Wednesday, June 9, 2010

Good Song, Bad Ear

I can't post any more bedroom performances until I rectify this flat vocal problem I have. I can picture Randy Jackson shaking his head and saying, "You're flat, dog. Real flat."
And I am. Let no one say I've got a good ear because people with good ears for music do not sing flat. This was a problem with the violin which once you've got tuned you still have to hit the exact spot on the neck to get the right note. And the note has to match the piano. So you adjust. Well, I never adjusted. I always played in the same spot and some days it was in tune and some days it wasn't.
"No, Oggy, the violin isn't the problem," said my teacher.
"Can't you tune it again?"
"It's in tune."
"Then what's going wrong."
"You aren't listening to the note you are playing."

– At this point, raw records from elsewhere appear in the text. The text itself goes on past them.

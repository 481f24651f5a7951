//! Timer-driven monitoring engine
//!
//! Drives the simulation on tokio intervals: a generation tick, a statistics
//! tick and the discovery-scan tick. All state transitions happen behind one
//! `RwLock`, so ticks never observe each other mid-mutation. Consumers read
//! snapshots through the shared state handle and receive change
//! notifications on a broadcast channel.

use std::sync::Arc;
use std::time::Duration;

use anyhow::{Context, Result};
use chrono::{DateTime, Utc};
use serde::{Deserialize, Serialize};
use tokio::sync::{broadcast, mpsc, RwLock};
use tracing::{debug, info};
use uuid::Uuid;

use crate::types::ActionType;
use crate::SentinelSoc;

/// Capacity of the broadcast event channel
const EVENT_CHANNEL_CAPACITY: usize = 256;

/// Event published to monitor subscribers
#[derive(Debug, Clone, Serialize, Deserialize)]
pub struct MonitorEvent {
    pub event_type: String,
    pub data: serde_json::Value,
    pub timestamp: DateTime<Utc>,
}

impl MonitorEvent {
    fn new(event_type: &str, data: impl Serialize) -> Self {
        Self {
            event_type: event_type.to_string(),
            data: serde_json::to_value(data).unwrap_or(serde_json::Value::Null),
            timestamp: Utc::now(),
        }
    }
}

/// Handle for stopping a running monitor from another task
#[derive(Debug, Clone)]
pub struct MonitorHandle {
    shutdown_tx: mpsc::Sender<()>,
}

impl MonitorHandle {
    pub async fn stop(&self) {
        let _ = self.shutdown_tx.send(()).await;
    }
}

/// Timer-driven simulation runner
///
/// Owns the shared state and the event channel. `run` blocks until a
/// shutdown signal arrives; reconfiguring an interval requires stopping and
/// starting a fresh run.
pub struct Monitor {
    state: Arc<RwLock<SentinelSoc>>,
    event_tx: broadcast::Sender<MonitorEvent>,
    shutdown_tx: mpsc::Sender<()>,
    shutdown_rx: Option<mpsc::Receiver<()>>,
}

impl Monitor {
    pub fn new(soc: SentinelSoc) -> Self {
        let (event_tx, _) = broadcast::channel(EVENT_CHANNEL_CAPACITY);
        let (shutdown_tx, shutdown_rx) = mpsc::channel(1);

        Self {
            state: Arc::new(RwLock::new(soc)),
            event_tx,
            shutdown_tx,
            shutdown_rx: Some(shutdown_rx),
        }
    }

    /// Shared handle to the simulation state
    pub fn state(&self) -> Arc<RwLock<SentinelSoc>> {
        self.state.clone()
    }

    /// Subscribe to monitor events. Lagging receivers drop events; nothing
    /// in the engine ever waits for a subscriber.
    pub fn subscribe(&self) -> broadcast::Receiver<MonitorEvent> {
        self.event_tx.subscribe()
    }

    /// Handle for stopping the monitor from another task
    pub fn handle(&self) -> MonitorHandle {
        MonitorHandle {
            shutdown_tx: self.shutdown_tx.clone(),
        }
    }

    /// Signal the running monitor to stop
    pub async fn shutdown(&self) {
        let _ = self.shutdown_tx.send(()).await;
    }

    /// Drive the simulation until shutdown
    pub async fn run(&mut self) -> Result<()> {
        let mut shutdown_rx = self
            .shutdown_rx
            .take()
            .context("monitor is already running")?;

        let (tick_ms, stats_ms, scan_ms) = {
            let state = self.state.read().await;
            let config = state.config();
            (
                config.tick_interval_ms.max(1),
                config.stats_interval_ms.max(1),
                config.scan_interval_ms.max(1),
            )
        };

        let mut sim_interval = tokio::time::interval(Duration::from_millis(tick_ms));
        let mut stats_interval = tokio::time::interval(Duration::from_millis(stats_ms));
        let mut scan_interval = tokio::time::interval(Duration::from_millis(scan_ms));

        info!("Monitor started (tick {}ms, stats {}ms)", tick_ms, stats_ms);

        loop {
            tokio::select! {
                _ = sim_interval.tick() => {
                    let (flow, alert) = {
                        let mut state = self.state.write().await;
                        state.tick()
                    };
                    debug!("Generated flow {} ({})", flow.id, flow.status);
                    self.emit("flow_generated", &flow);
                    if let Some(alert) = alert {
                        self.emit("alert_raised", &alert);
                    }
                }

                _ = stats_interval.tick() => {
                    let stats = {
                        let mut state = self.state.write().await;
                        state.refresh_statistics()
                    };
                    self.emit("statistics_updated", &stats);
                }

                _ = scan_interval.tick() => {
                    let scan = {
                        let mut state = self.state.write().await;
                        state.scan_tick()
                    };
                    if let Some(scan) = scan {
                        let event_type = if scan.completed { "scan_completed" } else { "scan_progress" };
                        self.emit(event_type, &scan);
                    }
                }

                _ = shutdown_rx.recv() => {
                    info!("Shutdown signal received");
                    break;
                }
            }
        }

        // Allow a later run after a clean stop
        self.shutdown_rx = Some(shutdown_rx);
        info!("Monitor stopped");
        Ok(())
    }

    /// Start a response action and schedule its simulated completion.
    ///
    /// Returns the action id, or `None` when the alert is unknown. The
    /// action flips to completed after the configured delay and an
    /// `action_completed` event is published.
    pub async fn execute_action(
        &self,
        alert_id: Uuid,
        action_type: ActionType,
        description: &str,
    ) -> Option<Uuid> {
        let (action_id, delay_ms) = {
            let mut state = self.state.write().await;
            let delay_ms = state.config().action_delay_ms;
            let action_id = state.execute_action(alert_id, action_type, description)?;
            (action_id, delay_ms)
        };

        let state = self.state.clone();
        let event_tx = self.event_tx.clone();
        tokio::spawn(async move {
            tokio::time::sleep(Duration::from_millis(delay_ms)).await;
            let completed = {
                let mut state = state.write().await;
                state.complete_action(alert_id, action_id)
            };
            if completed {
                let _ = event_tx.send(MonitorEvent::new(
                    "action_completed",
                    serde_json::json!({
                        "alert_id": alert_id,
                        "action_id": action_id,
                    }),
                ));
            }
        });

        Some(action_id)
    }

    fn emit(&self, event_type: &str, data: impl Serialize) {
        let _ = self.event_tx.send(MonitorEvent::new(event_type, data));
    }
}

#[cfg(test)]
mod tests {
    use super::*;
    use crate::config::SimulatorConfig;
    use crate::network::{AlertLevel, NetworkKind};

    fn fast_config() -> SimulatorConfig {
        SimulatorConfig {
            tick_interval_ms: 10,
            stats_interval_ms: 20,
            scan_interval_ms: 5,
            action_delay_ms: 30,
            seed: Some(42),
            ..SimulatorConfig::default()
        }
    }

    #[tokio::test]
    async fn test_run_generates_flows_until_shutdown() {
        let mut soc = SentinelSoc::new(fast_config());
        soc.select_network(NetworkKind::CyberDefense);
        soc.set_alert_level(AlertLevel::Critical);

        let mut monitor = Monitor::new(soc);
        let state = monitor.state();
        let handle = monitor.handle();
        let mut events = monitor.subscribe();

        let runner = tokio::spawn(async move { monitor.run().await });
        tokio::time::sleep(Duration::from_millis(120)).await;
        handle.stop().await;
        runner.await.expect("join").expect("run");

        let state = state.read().await;
        assert!(!state.flows().is_empty());
        assert!(state.statistics().total_flows > 0);

        let mut saw_flow = false;
        let mut saw_stats = false;
        while let Ok(event) = events.try_recv() {
            match event.event_type.as_str() {
                "flow_generated" => saw_flow = true,
                "statistics_updated" => saw_stats = true,
                _ => {}
            }
        }
        assert!(saw_flow);
        assert!(saw_stats);
    }

    #[tokio::test]
    async fn test_action_completes_after_delay() {
        let mut soc = SentinelSoc::new(fast_config());
        soc.select_network(NetworkKind::Enterprise);

        // Raise one alert synchronously
        let alert_id = loop {
            let (_, alert) = soc.tick();
            if let Some(alert) = alert {
                break alert.id;
            }
        };

        let monitor = Monitor::new(soc);
        let state = monitor.state();
        let mut events = monitor.subscribe();

        let action_id = monitor
            .execute_action(alert_id, ActionType::BlockIp, "Block attacker IP")
            .await
            .expect("alert exists");

        {
            let state = state.read().await;
            let alert = state.alerts().get(alert_id).expect("alert exists");
            assert_eq!(alert.actions[0].status, crate::types::ActionStatus::InProgress);
        }

        tokio::time::sleep(Duration::from_millis(80)).await;

        {
            let state = state.read().await;
            let alert = state.alerts().get(alert_id).expect("alert exists");
            assert_eq!(alert.actions[0].status, crate::types::ActionStatus::Completed);
            assert!(alert.actions[0].result.is_some());
        }

        let event = events.try_recv().expect("completion event published");
        assert_eq!(event.event_type, "action_completed");
        assert_eq!(
            event.data["action_id"],
            serde_json::json!(action_id.to_string())
        );
    }

    #[tokio::test]
    async fn test_execute_action_unknown_alert() {
        let monitor = Monitor::new(SentinelSoc::new(fast_config()));
        let result = monitor
            .execute_action(Uuid::new_v4(), ActionType::Custom, "noop")
            .await;
        assert!(result.is_none());
    }

    #[tokio::test]
    async fn test_scan_events_published() {
        let mut soc = SentinelSoc::new(fast_config());
        soc.select_network(NetworkKind::Enterprise);
        soc.begin_network_scan();

        let mut monitor = Monitor::new(soc);
        let state = monitor.state();
        let handle = monitor.handle();
        let mut events = monitor.subscribe();

        let runner = tokio::spawn(async move { monitor.run().await });
        tokio::time::sleep(Duration::from_millis(200)).await;
        handle.stop().await;
        runner.await.expect("join").expect("run");

        let mut completed = false;
        while let Ok(event) = events.try_recv() {
            if event.event_type == "scan_completed" {
                completed = true;
            }
        }
        assert!(completed, "scan should complete within the test window");

        let state = state.read().await;
        assert!(state.network().is_configured());
        assert!(!state.network().is_scanning());
    }
}
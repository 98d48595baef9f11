//! The platform seam: commands the service issues and events it receives.

use std::sync::Weak;

use geokit_permission::PermissionStatus;

use crate::{Location, LocationError};

/// Accuracy hint for the continuous update stream.
///
/// Platform adapters map these onto their native accuracy constants; a
/// platform without an exact match picks the nearest coarser setting.
#[derive(Debug, Clone, Copy, PartialEq, Eq, Default)]
pub enum Accuracy {
    /// The best fix the hardware can produce.
    Best,
    /// Accurate to roughly ten meters.
    NearestTenMeters,
    /// Accurate to roughly a hundred meters. Enough for city-level
    /// features at a fraction of the power cost, hence the default.
    #[default]
    HundredMeters,
    /// Accurate to roughly a kilometer.
    Kilometer,
    /// Accurate to roughly three kilometers.
    ThreeKilometers,
}

/// Stream configuration, applied to the source once when the service is
/// built.
#[derive(Debug, Clone, Copy, PartialEq, Default)]
pub struct UpdateConfig {
    /// Accuracy hint for the stream.
    pub accuracy: Accuracy,
    /// Minimum horizontal movement, in meters, before the platform reports
    /// a new fix. `None` leaves the platform default in place.
    pub distance_filter_m: Option<f64>,
}

/// Events pushed by the platform location stack.
#[derive(Debug, Clone, PartialEq)]
pub enum SourceEvent {
    /// The authorization status changed: the user answered a prompt,
    /// toggled settings, or device policy changed.
    AuthorizationChanged {
        /// The newly reported status.
        status: PermissionStatus,
    },
    /// One or more fixes arrived.
    Updated {
        /// The batch of fixes; the most recent entry is last.
        locations: Vec<Location>,
    },
    /// The platform could not produce a fix.
    Failed {
        /// The reported failure.
        error: LocationError,
    },
}

/// Receives [`SourceEvent`]s from a [`LocationSource`].
///
/// [`LocationService`](crate::LocationService) implements this; platform
/// adapters deliver events through the weak handle given to
/// [`LocationSource::set_delegate`].
pub trait SourceDelegate: Send + Sync {
    /// Handle one platform event.
    ///
    /// Events must be delivered one at a time, in arrival order.
    fn on_event(&self, event: SourceEvent);
}

/// The platform location stack behind one trait.
///
/// Commands are fire-and-forget: their results arrive asynchronously as
/// [`SourceEvent`]s on the registered delegate. Implementations must be
/// callable from any thread.
pub trait LocationSource: Send + Sync {
    /// Register the event sink.
    ///
    /// The source holds the delegate weakly and drops deliveries once it
    /// is gone.
    fn set_delegate(&self, delegate: Weak<dyn SourceDelegate>);

    /// The current authorization status, queried live from the platform.
    fn current_status(&self) -> PermissionStatus;

    /// Ask the platform to put its permission prompt in front of the user.
    ///
    /// The outcome arrives later as [`SourceEvent::AuthorizationChanged`].
    fn request_authorization(&self);

    /// Start the continuous update stream.
    fn start_continuous_updates(&self);

    /// Stop the continuous update stream.
    fn stop_continuous_updates(&self);

    /// Request one immediate fix, delivered (or failed) as an event.
    fn request_single_fix(&self);

    /// The most recent fix the platform itself is holding, if any.
    fn last_fix(&self) -> Option<Location>;

    /// Apply stream configuration.
    ///
    /// Called once when the service is built. Sources without tunables can
    /// keep the default no-op.
    fn configure(&self, _config: UpdateConfig) {}
}
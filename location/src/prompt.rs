//! Prompt requests raised while starting monitoring.
//!
//! The service never renders anything. When monitoring is blocked it asks
//! its [`PermissionPromptHost`] for a surface and names the prompt kind;
//! wording, layout, and buttons belong entirely to the host.

use std::sync::Arc;

/// The prompt kinds the service can request.
#[derive(Debug, Clone, Copy, PartialEq, Eq)]
pub enum PermissionPrompt {
    /// The user denied location access. Hosts typically offer a way into
    /// the system settings next to a plain dismissal.
    Denied,
    /// Location access is blocked by device policy. Informational; a
    /// single acknowledgement is the only choice.
    Restricted,
}

/// How the user resolved a prompt.
#[derive(Debug, Clone, Copy, PartialEq, Eq)]
pub enum PromptOutcome {
    /// The prompt was dismissed or acknowledged without further action.
    Dismissed,
    /// The user asked to be taken to the system settings.
    OpenSettings,
}

/// One-shot callback through which a surface reports the user's choice.
pub type PromptResponder = Box<dyn FnOnce(PromptOutcome) + Send>;

/// A place a prompt can be presented: a window, a view controller, the
/// top-most route of a navigation stack.
pub trait PromptSurface: Send + Sync {
    /// Present `prompt` and hand the user's choice to `responder`.
    ///
    /// The responder must be invoked at most once.
    fn present(&self, prompt: PermissionPrompt, responder: PromptResponder);
}

/// Supplies presentation surfaces to the service on demand.
pub trait PermissionPromptHost: Send + Sync {
    /// A surface to present the next prompt on, or `None` when nothing can
    /// be presented right now, in which case the prompt is skipped.
    fn presentation_surface(&self) -> Option<Arc<dyn PromptSurface>>;

    /// Route the user to the system's location settings page.
    ///
    /// Called when a prompt resolves to [`PromptOutcome::OpenSettings`].
    /// Hosts on platforms without a settings deep link can keep the
    /// default no-op.
    fn open_settings(&self) {}
}
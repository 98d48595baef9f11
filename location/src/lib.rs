//! Device location service.
//!
//! This crate provides the location plumbing a mobile app needs, without
//! committing to any UI framework: a [`LocationService`] that tracks the
//! platform's permission status, keeps the best-known [`Location`] backed
//! by a persistent cache, fans changes out to an observer, and resolves
//! one-shot location requests. The platform stack (Core Location, the
//! fused provider, ...) stays behind the [`LocationSource`] trait, so the
//! same service logic runs on every OS and in tests.
//!
//! ```ignore
//! let service = LocationService::new(platform_source(), Arc::new(JsonFileStore::new(path)));
//!
//! service.set_observer(observer.clone());
//! service.start_monitoring(true);
//!
//! service.register_listener(token.clone(), |outcome| match outcome {
//!     Ok(location) => println!("fix: {location:?}"),
//!     Err(err) => println!("no fix: {err}"),
//! });
//! ```

#![warn(missing_docs)]

mod channel;
mod observer;
mod prompt;
mod registry;
mod service;
mod source;
mod store;

pub use geokit_permission::PermissionStatus;

pub use channel::{ChannelObserver, ServiceEvent};
pub use observer::LocationServiceObserver;
pub use prompt::{
    PermissionPrompt, PermissionPromptHost, PromptOutcome, PromptResponder, PromptSurface,
};
pub use registry::LocationCallback;
pub use service::LocationService;
pub use source::{Accuracy, LocationSource, SourceDelegate, SourceEvent, UpdateConfig};
pub use store::{JsonFileStore, LocationStore, MemoryStore, StoreError, STORED_LOCATION_KEY};

use serde::{Deserialize, Serialize};

/// A geographic coordinate.
#[derive(Debug, Clone, Copy, PartialEq, Serialize, Deserialize)]
pub struct Location {
    /// Latitude in degrees (-90 to 90).
    pub latitude: f64,
    /// Longitude in degrees (-180 to 180).
    pub longitude: f64,
}

impl Location {
    /// Create a location from raw coordinates.
    #[must_use]
    pub const fn new(latitude: f64, longitude: f64) -> Self {
        Self {
            latitude,
            longitude,
        }
    }
}

/// Errors the platform reports when it cannot produce a location fix.
///
/// These are forwarded verbatim to pending listeners and the observer; the
/// service never fabricates one itself.
#[derive(Debug, Clone, PartialEq, Eq, thiserror::Error)]
pub enum LocationError {
    /// Location permission was not granted.
    #[error("location permission denied")]
    PermissionDenied,
    /// Location services are disabled on the device.
    #[error("location services disabled")]
    ServiceDisabled,
    /// The platform gave up waiting for a fix.
    #[error("location request timed out")]
    Timeout,
    /// No fix is currently available.
    #[error("location not available")]
    NotAvailable,
    /// Any other platform-level failure.
    #[error("platform error: {message}")]
    Platform {
        /// Platform-provided description of the failure.
        message: String,
    },
}
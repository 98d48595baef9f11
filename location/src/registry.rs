//! Pending one-shot location listeners.
//!
//! The registry is the service's parking lot for "give me a location"
//! requests that could not be satisfied immediately. Entries are keyed by
//! the identity of a caller-supplied token and hold it only weakly, so a
//! caller that goes away takes its pending listener with it.

use std::any::Any;
use std::collections::HashMap;
use std::mem;
use std::sync::{Arc, Weak};

use crate::{Location, LocationError};

/// Boxed one-shot callback, resolved with a terminal fix outcome.
pub type LocationCallback = Box<dyn FnOnce(Result<Location, LocationError>) + Send>;

/// Identity of a token: the address of the allocation behind the `Arc`.
fn key_id(token: &Arc<dyn Any + Send + Sync>) -> usize {
    Arc::as_ptr(token).cast::<()>() as usize
}

struct PendingEntry {
    /// Weak back-reference to the caller's token; a dead anchor means the
    /// entry is discarded instead of invoked.
    anchor: Weak<dyn Any + Send + Sync>,
    callback: LocationCallback,
}

/// Unresolved listeners, at most one per token identity.
#[derive(Default)]
pub(crate) struct ListenerRegistry {
    pending: HashMap<usize, PendingEntry>,
}

impl ListenerRegistry {
    /// Park `callback` under `token`'s identity.
    ///
    /// An unresolved entry already held under the same identity is
    /// replaced and dropped uninvoked.
    pub(crate) fn insert(
        &mut self,
        token: &Arc<dyn Any + Send + Sync>,
        callback: LocationCallback,
    ) {
        let entry = PendingEntry {
            anchor: Arc::downgrade(token),
            callback,
        };
        self.pending.insert(key_id(token), entry);
    }

    /// Drop the entry under `token`'s identity, if any, without invoking
    /// it.
    pub(crate) fn remove(&mut self, token: &Arc<dyn Any + Send + Sync>) {
        self.pending.remove(&key_id(token));
    }

    /// Move every pending entry out, leaving the registry empty.
    pub(crate) fn take_all(&mut self) -> DrainedListeners {
        DrainedListeners(mem::take(&mut self.pending).into_values().collect())
    }
}

/// Entries removed from the registry, to be resolved after the registry
/// lock is released.
pub(crate) struct DrainedListeners(Vec<PendingEntry>);

impl DrainedListeners {
    /// Invoke every callback whose token is still alive with `outcome`.
    ///
    /// Dead entries are pruned silently.
    pub(crate) fn resolve(self, outcome: &Result<Location, LocationError>) {
        for entry in self.0 {
            // keep the token alive across the call
            if let Some(_token) = entry.anchor.upgrade() {
                (entry.callback)(outcome.clone());
            }
        }
    }
}

#[cfg(test)]
mod tests {
    use std::any::Any;
    use std::sync::atomic::{AtomicUsize, Ordering};
    use std::sync::{Arc, Mutex};

    use super::{ListenerRegistry, LocationCallback};
    use crate::Location;

    fn token() -> Arc<dyn Any + Send + Sync> {
        Arc::new(0_u32)
    }

    fn counting_callback(counter: &Arc<AtomicUsize>) -> LocationCallback {
        let counter = Arc::clone(counter);
        Box::new(move |_outcome| {
            counter.fetch_add(1, Ordering::SeqCst);
        })
    }

    #[test]
    fn insert_under_same_token_replaces_without_invoking() {
        let mut registry = ListenerRegistry::default();
        let key = token();
        let first = Arc::new(AtomicUsize::new(0));
        let second = Arc::new(AtomicUsize::new(0));

        registry.insert(&key, counting_callback(&first));
        registry.insert(&key, counting_callback(&second));
        assert_eq!(registry.pending.len(), 1);

        registry.take_all().resolve(&Ok(Location::new(1.0, 2.0)));
        assert_eq!(first.load(Ordering::SeqCst), 0);
        assert_eq!(second.load(Ordering::SeqCst), 1);
    }

    #[test]
    fn distinct_tokens_keep_distinct_entries() {
        let mut registry = ListenerRegistry::default();
        let keys = [token(), token(), token()];
        let counter = Arc::new(AtomicUsize::new(0));

        for key in &keys {
            registry.insert(key, counting_callback(&counter));
        }
        assert_eq!(registry.pending.len(), 3);

        registry.take_all().resolve(&Ok(Location::new(0.0, 0.0)));
        assert_eq!(counter.load(Ordering::SeqCst), 3);
        assert!(registry.pending.is_empty());
    }

    #[test]
    fn dead_token_entry_is_never_invoked() {
        let mut registry = ListenerRegistry::default();
        let counter = Arc::new(AtomicUsize::new(0));

        let key = token();
        registry.insert(&key, counting_callback(&counter));
        drop(key);

        registry.take_all().resolve(&Ok(Location::new(0.0, 0.0)));
        assert_eq!(counter.load(Ordering::SeqCst), 0);
    }

    #[test]
    fn remove_discards_entry_without_invoking() {
        let mut registry = ListenerRegistry::default();
        let counter = Arc::new(AtomicUsize::new(0));

        let key = token();
        registry.insert(&key, counting_callback(&counter));
        registry.remove(&key);

        registry.take_all().resolve(&Ok(Location::new(0.0, 0.0)));
        assert_eq!(counter.load(Ordering::SeqCst), 0);
        assert!(registry.pending.is_empty());
    }

    #[test]
    fn resolution_passes_the_outcome_through() {
        let mut registry = ListenerRegistry::default();
        let key = token();
        let seen = Arc::new(Mutex::new(None));

        let sink = Arc::clone(&seen);
        registry.insert(
            &key,
            Box::new(move |outcome| {
                *sink.lock().unwrap() = Some(outcome);
            }),
        );

        registry
            .take_all()
            .resolve(&Err(crate::LocationError::Timeout));
        assert_eq!(
            *seen.lock().unwrap(),
            Some(Err(crate::LocationError::Timeout))
        );
    }
}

So, when I sing I usually hear myself as sort of in tune. Like, it doesn't sound terrible, but listening to these videos I have to conclude that I'm not in tune. I'm flat. And the problem is breath control.
Let me introduce you to a guy who has no problem with breath control. Leonard Cohen. This song, I believe, is an attack on Bob Dylan, "The man in white". It would've been directed at his Nashville Skyline album and Self Portrait since Cohen's album arrived in March '71. This is what people go to grad school to research but can we just pretend I already did that? What do you think?

2 comments:

Anonymous said...

Just got this about "Pocos"...a decline, but pretty rare to get any feedback at all...

----- Forwarded Message -----

Subject: Your submission to The Baltimore Review

Dear Writer:

We appreciate the opportunity to read your work, but unfortunately this submission was not a right fit for The Baltimore Review.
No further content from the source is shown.